If a relationship comes to an stagnant crawl with one person, and the other is still in Disneyland, it may be difficult to see when someone is giving off the "abrasive" vibes. No one wants to be dumped and sometimes women work too hard to remain close to a man who's already looking in other directions.
The first line of defense is to leave. If you're absolutely sure that something is going on that will just ruin your life for a while, make every effort to egress and don't give him any choice in the matter. If you're more sensitive and want to hold on like En Vogue (good song, by the way), at least protect yourself from looking like a village idiot in person and on social networking sites.
The second line of defense is to stay and try to resolve the issue, if possible. When you first notice that something is different, take action immediately. There is little need to sit and wonder about why you should or shouldn't be thinking that something is wrong. If nothing was wrong, clearly, there would be no uncomfortable thoughts or feelings. And instead of a confrontational blowup (that he's probably been waiting for), try to approach your lover with concern, but in a more relaxed fashion.

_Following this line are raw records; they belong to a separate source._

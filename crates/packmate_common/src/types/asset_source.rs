use arcstr::ArcStr;
use packmate_utils::indexmap::FxIndexMap;

/// Outgoing assets keyed by output name, in emission order.
pub type AssetStore = FxIndexMap<ArcStr, AssetSource>;

/// Content of one outgoing asset.
#[derive(Debug, Clone, PartialEq, Eq)]
pub enum AssetSource {
  /// Code produced by the normal toolchain.
  Rendered(String),
  /// Raw bytes that bypass the toolchain untouched.
  Raw(Vec<u8>),
}

impl AssetSource {
  pub fn as_bytes(&self) -> &[u8] {
    match self {
      Self::Rendered(code) => code.as_bytes(),
      Self::Raw(bytes) => bytes,
    }
  }

  pub fn len(&self) -> usize {
    self.as_bytes().len()
  }

  pub fn is_empty(&self) -> bool {
    self.as_bytes().is_empty()
  }
}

Typically, unless your man is super-sensitive and doesn't mind talking about relationship issues, you should refrain from the classic "we need to talk" entries to a conversation. Guys run from that faster than from an IRS agent. He will suddenly become busier than he's ever been and you won't be able to get in contact with him, short of stalking (and that's a definite no-no). Bring up the need to have a conversation, while you're already in a comfortable setting. This will likely be difficult if he's already annoyed and you're emotional, but work through the jitters and make your statement.
A good time to have the "I'm feeling negativity from you and I want to know what's going on" conversation is when you're already out having fun. Though its not intentional to ruin the fun times, this is one of the best ways to approach a sensitive subject, without scaring him off. And try to maintain your emotions enough not to 'kick the door in,' but to just come out and say "what's up with you?" Joke, if you must, to keep the conversation at PG-13 level. Usually, if you both remain calm and refrain from yelling and screaming in a civil, adult conversation, he'll tell you enough so you won't continue freaking out (if there's nothing wrong).
If you have the conversation with him and you're still not at peace, you have to decide if you want to stay and wait it out, or leave. Either way, set a goal for yourself to circle back and see how things are going, as far as a time frame. It is not advisable to continue in an unhealthy, unproductive relationship, just because you're trying to hold on to someone.